Task prompt
Your response should consist of the lines below, printed exactly.

Task data

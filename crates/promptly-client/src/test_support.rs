//! Scripted transport and a ready-wired client for unit tests

use async_trait::async_trait;
use std::collections::VecDeque;
use std::sync::{Arc, Mutex};

use promptly_core::{ClientConfig, LoggingNavigator, MemoryKeyValueStore};

use crate::api::ApiClient;
use crate::transport::{HttpTransport, TransportRequest, TransportResponse};
use crate::{ClientError, Result};

/// Transport that replays queued responses in order and records every request
#[derive(Default)]
pub(crate) struct ScriptedTransport {
    responses: Mutex<VecDeque<Result<TransportResponse>>>,
    requests: Mutex<Vec<TransportRequest>>,
}

impl ScriptedTransport {
    pub(crate) fn push(&self, response: TransportResponse) {
        self.responses.lock().unwrap().push_back(Ok(response));
    }

    /// Queue a network failure
    pub(crate) fn fail_next(&self, message: &str) {
        self.responses
            .lock()
            .unwrap()
            .push_back(Err(ClientError::Transport(message.to_string())));
    }

    pub(crate) fn requests(&self) -> Vec<TransportRequest> {
        self.requests.lock().unwrap().clone()
    }
}

#[async_trait]
impl HttpTransport for ScriptedTransport {
    async fn send(&self, request: TransportRequest) -> Result<TransportResponse> {
        let url = request.url.clone();
        self.requests.lock().unwrap().push(request);
        self.responses
            .lock()
            .unwrap()
            .pop_front()
            .unwrap_or_else(|| {
                Err(ClientError::Transport(format!(
                    "no response scripted for {}",
                    url
                )))
            })
    }
}

pub(crate) struct Harness {
    pub api: Arc<ApiClient>,
    pub transport: Arc<ScriptedTransport>,
    pub storage: Arc<MemoryKeyValueStore>,
    pub navigator: Arc<LoggingNavigator>,
}

pub(crate) fn harness() -> Harness {
    let config = ClientConfig {
        api_base_url: "http://api.test/v1".to_string(),
        ..Default::default()
    };
    let transport = Arc::new(ScriptedTransport::default());
    let storage = Arc::new(MemoryKeyValueStore::new());
    let navigator = Arc::new(LoggingNavigator::new());
    let api = Arc::new(ApiClient::new(
        &config,
        transport.clone(),
        storage.clone(),
        navigator.clone(),
    ));

    Harness {
        api,
        transport,
        storage,
        navigator,
    }
}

Written response
filename crates/promptly-client/src/test_support.rs
//! Scripted transport and a ready-wired client for unit tests

use async_trait::async_trait;
use std::collections::VecDeque;
use std::sync::{Arc, Mutex};

use promptly_core::{ClientConfig, LoggingNavigator, MemoryKeyValueStore};

use crate::api::ApiClient;
use crate::transport::{HttpTransport, TransportRequest, TransportResponse};
use crate::{ClientError, Result};

/// Transport that replays queued responses in order and records every request
#[derive(Default)]
pub(crate) struct ScriptedTransport {
    responses: Mutex<VecDeque<Result<TransportResponse>>>,
    requests: Mutex<Vec<TransportRequest>>,
}

impl ScriptedTransport {
    pub(crate) fn push(&self, response: TransportResponse) {
        self.responses.lock().unwrap().push_back(Ok(response));
    }

    /// Queue a network failure
    pub(crate) fn fail_next(&self, message: &str) {
        self.responses
            .lock()
            .unwrap()
            .push_back(Err(ClientError::Transport(message.to_string())));
    }

    pub(crate) fn requests(&self) -> Vec<TransportRequest> {
        self.requests.lock().unwrap().clone()
    }
}

#[async_trait]
impl HttpTransport for ScriptedTransport {
    async fn send(&self, request: TransportRequest) -> Result<TransportResponse> {
        let url = request.url.clone();
        self.requests.lock().unwrap().push(request);
        self.responses
            .lock()
            .unwrap()
            .pop_front()
            .unwrap_or_else(|| {
                Err(ClientError::Transport(format!(
                    "no response scripted for {}",
                    url
                )))
            })
    }
}

pub(crate) struct Harness {
    pub api: Arc<ApiClient>,
    pub transport: Arc<ScriptedTransport>,
    pub storage: Arc<MemoryKeyValueStore>,
    pub navigator: Arc<LoggingNavigator>,
}

pub(crate) fn harness() -> Harness {
    let config = ClientConfig {
        api_base_url: "http://api.test/v1".to_string(),
        ..Default::default()
    };
    let transport = Arc::new(ScriptedTransport::default());
    let storage = Arc::new(MemoryKeyValueStore::new());
    let navigator = Arc::new(LoggingNavigator::new());
    let api = Arc::new(ApiClient::new(
        &config,
        transport.clone(),
        storage.clone(),
        navigator.clone(),
    ));

    Harness {
        api,
        transport,
        storage,
        navigator,
    }
}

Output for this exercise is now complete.